My current readingy deals with the creation of saliency maps, topological maps that combine multiscale image features that correspond to attentive selection.

A brief introduction to mapping is provided by Dr. Ernst Niebur here.

For the bottom-up approach, Cristof Koch and Shimon Ullman proposed that different visual features contribute to the stimulus, such as color, intensity, orientation, and movement. The saliency map integrates this information into one global measure, essentially a topographical map. Then the most 'salient' features of the image correspond to the global maximum of this topographical map. (From my reading, the most popular method to accomplish this is a variation of the Gradient Ascent Optimization method, which follows the positive gradient to a local maximum). In the bottom approach, these regions of greatest salience are then considered in sequential order, whereas top-down would override the most salient regions in favor of more relevant areas.
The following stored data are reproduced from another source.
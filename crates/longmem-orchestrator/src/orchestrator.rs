use std::collections::HashSet;
use std::sync::Arc;
use std::time::{Instant, SystemTime, UNIX_EPOCH};

use tracing::{info, warn};

use longmem_context::ContextManager;
use longmem_core::config::LongmemConfig;
use longmem_core::types::{Action, Memory, MemoryType, Role};
use longmem_distill::Distiller;
use longmem_embed::Embedder;
use longmem_llm::{ChatMessage, LlmClient};
use longmem_retrieve::Retriever;
use longmem_store::{MemoryStore, NewMemory, UpdateFields};

use crate::envelope::{ActiveMemorySummary, TurnResult};
use crate::error::{OrchestratorError, Result};

/// A preference memory needs at least this confidence before it's mirrored
/// into the profile projection. Matches the confidence floor used to trigger
/// `expire` on the low-confidence end — the profile is the high-confidence
/// complement of that same scale.
const PROFILE_CONFIDENCE_FLOOR: f64 = 0.5;

const SYSTEM_PROMPT_TEMPLATE: &str =
    "You are a conversational assistant with long-term memory of this conversation. \
     Use the facts and preferences below when they are relevant; don't mention that \
     you're consulting a memory system.";

/// Owns per-turn control flow: retrieve, inject, chat, log, maybe-flush.
/// Single-threaded, single-conversation — no locking around `turn`/`flush`
/// beyond what the store itself provides.
pub struct Orchestrator {
    store: MemoryStore,
    embedder: Arc<dyn Embedder>,
    llm: Arc<dyn LlmClient>,
    context: ContextManager,
    rrf_k: u32,
    top_k: usize,
    keep_tail_n: usize,
    distill_max_tokens: u32,
    current_turn_id: i64,
    segment_start_turn: i64,
    total_flushes: i64,
}

impl Orchestrator {
    /// Opens the store, recovers `current_turn_id` from `last_turn_id()`,
    /// and rebuilds the system prompt from the profile snapshot (no query
    /// yet — this only runs once, at startup).
    pub fn new(config: &LongmemConfig, embedder: Arc<dyn Embedder>, llm: Arc<dyn LlmClient>) -> Result<Self> {
        let store = MemoryStore::open(&config.db_path, config.embedding_dim)?;
        let current_turn_id = store.last_turn_id()?;
        let segment_start_turn = current_turn_id + 1;

        let mut context = ContextManager::new(config.context_limit, config.flush_threshold, config.keep_tail_n);
        let profile = store.profile_snapshot()?;
        context.set_system_prompt(render_system_prompt(&profile, &[]));

        info!(
            current_turn_id,
            segment_start_turn, "orchestrator: recovered state from store"
        );

        Ok(Self {
            store,
            embedder,
            llm,
            context,
            rrf_k: config.rrf_k,
            top_k: config.top_k,
            keep_tail_n: config.keep_tail_n,
            distill_max_tokens: config.distill_max_tokens,
            current_turn_id,
            segment_start_turn,
            total_flushes: 0,
        })
    }

    pub fn current_turn_id(&self) -> i64 {
        self.current_turn_id
    }

    pub fn total_flushes(&self) -> i64 {
        self.total_flushes
    }

    /// Runs one turn: retrieve, inject into the system prompt, append the
    /// user message, call the model, log both sides of the exchange, then
    /// flush if the context is over threshold.
    pub async fn turn(&mut self, message: &str) -> Result<TurnResult> {
        let turn_start = Instant::now();
        // The user-message row hasn't been logged yet — `log_turn` assigns
        // its id when it's actually inserted — so this is a prediction of
        // that id, not the id itself. Safe because the orchestrator
        // serializes all per-turn work: nothing else can log a row between
        // this read and the insert below.
        let pending_turn_id = self.store.last_turn_id()? + 1;

        let retrieval_start = Instant::now();
        let retriever = Retriever::new(&self.store, self.embedder.as_ref(), self.rrf_k);
        let results = retriever.retrieve(message, self.top_k, pending_turn_id)?;
        let retrieval_ms = retrieval_start.elapsed().as_secs_f64() * 1000.0;

        let profile = self.store.profile_snapshot()?;
        self.context
            .set_system_prompt(render_system_prompt(&profile, &results));
        self.context.append(Role::User, message);

        let chat_messages: Vec<ChatMessage> = self
            .context
            .messages_for_api()
            .into_iter()
            .map(|(role, content)| ChatMessage {
                role: to_llm_role(role),
                content,
            })
            .collect();
        let reply = self.llm.chat(&chat_messages).await?;
        self.context.append(Role::Assistant, reply.clone());

        let now = now_secs();
        let retrieved_ids: Vec<String> = results.iter().map(|r| r.memory.id.clone()).collect();
        let user_turn_id = self.store.log_turn(Role::User, message, now, &retrieved_ids)?;
        let assistant_turn_id = self.store.log_turn(Role::Assistant, &reply, now, &[])?;
        self.current_turn_id = assistant_turn_id;

        let mut flush_triggered = false;
        if self.context.needs_flush() {
            self.flush().await?;
            flush_triggered = true;
        }

        let total_memories = self.store.active_count()?;
        let active_memories = self.active_memory_summaries()?;
        let total_ms = turn_start.elapsed().as_secs_f64() * 1000.0;

        Ok(TurnResult {
            response: reply,
            turn_id: user_turn_id,
            context_utilization: format!("{:.0}%", self.context.utilization() * 100.0),
            context_tokens: self.context.total_tokens(),
            retrieval_ms,
            total_ms,
            flush_triggered,
            total_flushes: self.total_flushes,
            total_memories,
            active_memories,
        })
    }

    /// Identical to the threshold-triggered path, invoked by the caller
    /// instead of `turn()`'s internal `needs_flush()` check.
    pub async fn manual_flush(&mut self) -> Result<()> {
        self.flush().await
    }

    /// Distill the current window, apply the delta, and reset the context
    /// to its tail. A no-op with an empty delta when
    /// `segment_start_turn > current_turn_id` (nothing has happened since
    /// the last flush).
    async fn flush(&mut self) -> Result<()> {
        if self.segment_start_turn > self.current_turn_id {
            return Ok(());
        }

        let window = self.store.get_turn_range(self.segment_start_turn, self.current_turn_id)?;
        let active = self.store.get_active()?;
        let distiller = Distiller::new(self.llm.as_ref(), self.distill_max_tokens);
        let delta = distiller.distill(&window, &active).await;

        self.apply_delta(delta)?;

        self.context.reset(self.keep_tail_n)?;
        self.segment_start_turn = self.current_turn_id + 1;
        self.total_flushes += 1;
        info!(total_flushes = self.total_flushes, "orchestrator: flush complete");
        Ok(())
    }

    /// Applies a distillation delta as a single logical step. Non-add
    /// actions run first so that any explicit `expire`/`update` targeting a
    /// key takes effect before the add pass checks for collisions — this
    /// keeps the duplicate-key coalescing rule from racing against actions
    /// in the same delta.
    fn apply_delta(&mut self, delta: Vec<longmem_core::types::DistilledMemory>) -> Result<()> {
        let now = now_secs();
        let explicitly_targeted: HashSet<String> = delta
            .iter()
            .filter(|d| matches!(d.action, Action::Update | Action::Expire))
            .filter_map(|d| d.id.clone())
            .collect();

        let (adds, rest): (Vec<_>, Vec<_>) = delta.into_iter().partition(|d| d.action == Action::Add);

        for d in rest {
            match d.action {
                Action::Keep => {}
                Action::Expire => {
                    if let Some(id) = &d.id {
                        if let Some(mem) = self.store.get_by_id(id)? {
                            self.store.expire(id)?;
                            // A profiled preference whose backing memory just
                            // went inactive must not keep injecting its stale
                            // value into every future system prompt.
                            if mem.mem_type == MemoryType::Preference {
                                self.store.profile_delete(&mem.key)?;
                            }
                        }
                        info!(id = %id, "orchestrator: memory expired by distiller");
                    }
                }
                Action::Update => {
                    if let Some(id) = &d.id {
                        let new_embedding = match &d.value {
                            Some(new_value) => {
                                let key = self.store.get_by_id(id)?.map(|m| m.key).unwrap_or_default();
                                Some(self.embedder.embed(&format!("{key} {new_value}"))?)
                            }
                            None => None,
                        };
                        self.store.update(
                            id,
                            UpdateFields {
                                value: d.value.clone(),
                                confidence: d.confidence,
                            },
                            new_embedding.as_deref(),
                            now,
                        )?;
                        self.sync_profile_if_preference(id)?;
                    }
                }
                Action::Add => unreachable!("adds were partitioned out above"),
            }
        }

        for d in adds {
            self.apply_add(d, &explicitly_targeted, now)?;
        }
        Ok(())
    }

    fn apply_add(&mut self, d: longmem_core::types::DistilledMemory, explicitly_targeted: &HashSet<String>, now: f64) -> Result<()> {
        let key = d.key.unwrap_or_default();
        let mem_type = d.mem_type.unwrap_or(MemoryType::Fact);
        let value = d.value.unwrap_or_default();
        let confidence = d.confidence.unwrap_or_else(Memory::default_confidence);
        let mut source_turn = d.source_turn.unwrap_or(self.segment_start_turn);

        if let Some(existing) = self.store.get_active()?.into_iter().find(|m| m.key == key) {
            if !explicitly_targeted.contains(&existing.id) {
                warn!(
                    key = %key,
                    old_id = %existing.id,
                    "orchestrator: coalescing add into implicit update for duplicate active key"
                );
            }
            source_turn = source_turn.min(existing.source_turn);
            self.store.expire(&existing.id)?;
        }

        let embedding = self.embedder.embed(&format!("{key} {value}"))?;
        let id = self.store.add(
            NewMemory {
                mem_type,
                category: d.category.unwrap_or_default(),
                key: key.clone(),
                value: value.clone(),
                confidence,
                source_turn,
                created_at: now,
            },
            &embedding,
        )?;

        if mem_type == MemoryType::Preference && confidence >= PROFILE_CONFIDENCE_FLOOR {
            self.store.profile_upsert(&key, &value, source_turn, now)?;
        }
        let _ = id;
        Ok(())
    }

    fn sync_profile_if_preference(&mut self, id: &str) -> Result<()> {
        if let Some(mem) = self.store.get_by_id(id)? {
            if mem.mem_type == MemoryType::Preference && mem.confidence >= PROFILE_CONFIDENCE_FLOOR {
                self.store
                    .profile_upsert(&mem.key, &mem.value, mem.source_turn, mem.updated_at)?;
            }
        }
        Ok(())
    }

    fn active_memory_summaries(&self) -> Result<Vec<ActiveMemorySummary>> {
        Ok(self
            .store
            .get_active()?
            .into_iter()
            .map(|m| ActiveMemorySummary {
                memory_id: m.id,
                content: format!("{}: {}", m.key, m.value),
                origin_turn: m.source_turn,
                last_used_turn: m.last_used_turn,
                mem_type: m.mem_type,
                confidence: m.confidence,
            })
            .collect())
    }
}

fn render_system_prompt(profile: &[longmem_core::types::ProfileEntry], results: &[longmem_core::types::RetrievalResult]) -> String {
    let mut out = SYSTEM_PROMPT_TEMPLATE.to_string();

    if !profile.is_empty() {
        out.push_str("\n\n## Known preferences\n");
        for p in profile {
            out.push_str(&format!("- {}: {}\n", p.key, p.value));
        }
    }

    if !results.is_empty() {
        out.push_str("\n\n## Relevant memories\n");
        for r in results {
            out.push_str(&format!("- [{}] {}: {}\n", r.memory.mem_type, r.memory.key, r.memory.value));
        }
    }

    out
}

fn to_llm_role(role: Role) -> longmem_llm::Role {
    match role {
        Role::User => longmem_llm::Role::User,
        Role::Assistant => longmem_llm::Role::Assistant,
        Role::System => longmem_llm::Role::System,
    }
}

fn now_secs() -> f64 {
    SystemTime::now().duration_since(UNIX_EPOCH).unwrap_or_default().as_secs_f64()
}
Examples of a saliency map:




The above process: First image is the original picture, the three images correspond to Color, Intensity, and Orientation respectively, and then a final saliency map. Note in practice, a saliency map is often composed of even more feature maps. The final several pictures provide the regions where the focus of attention (FOA) is directed, along with the amount of simulated time to 'notice' these regions (essentially how long it would take for the imaes to pop out to the visual cortex).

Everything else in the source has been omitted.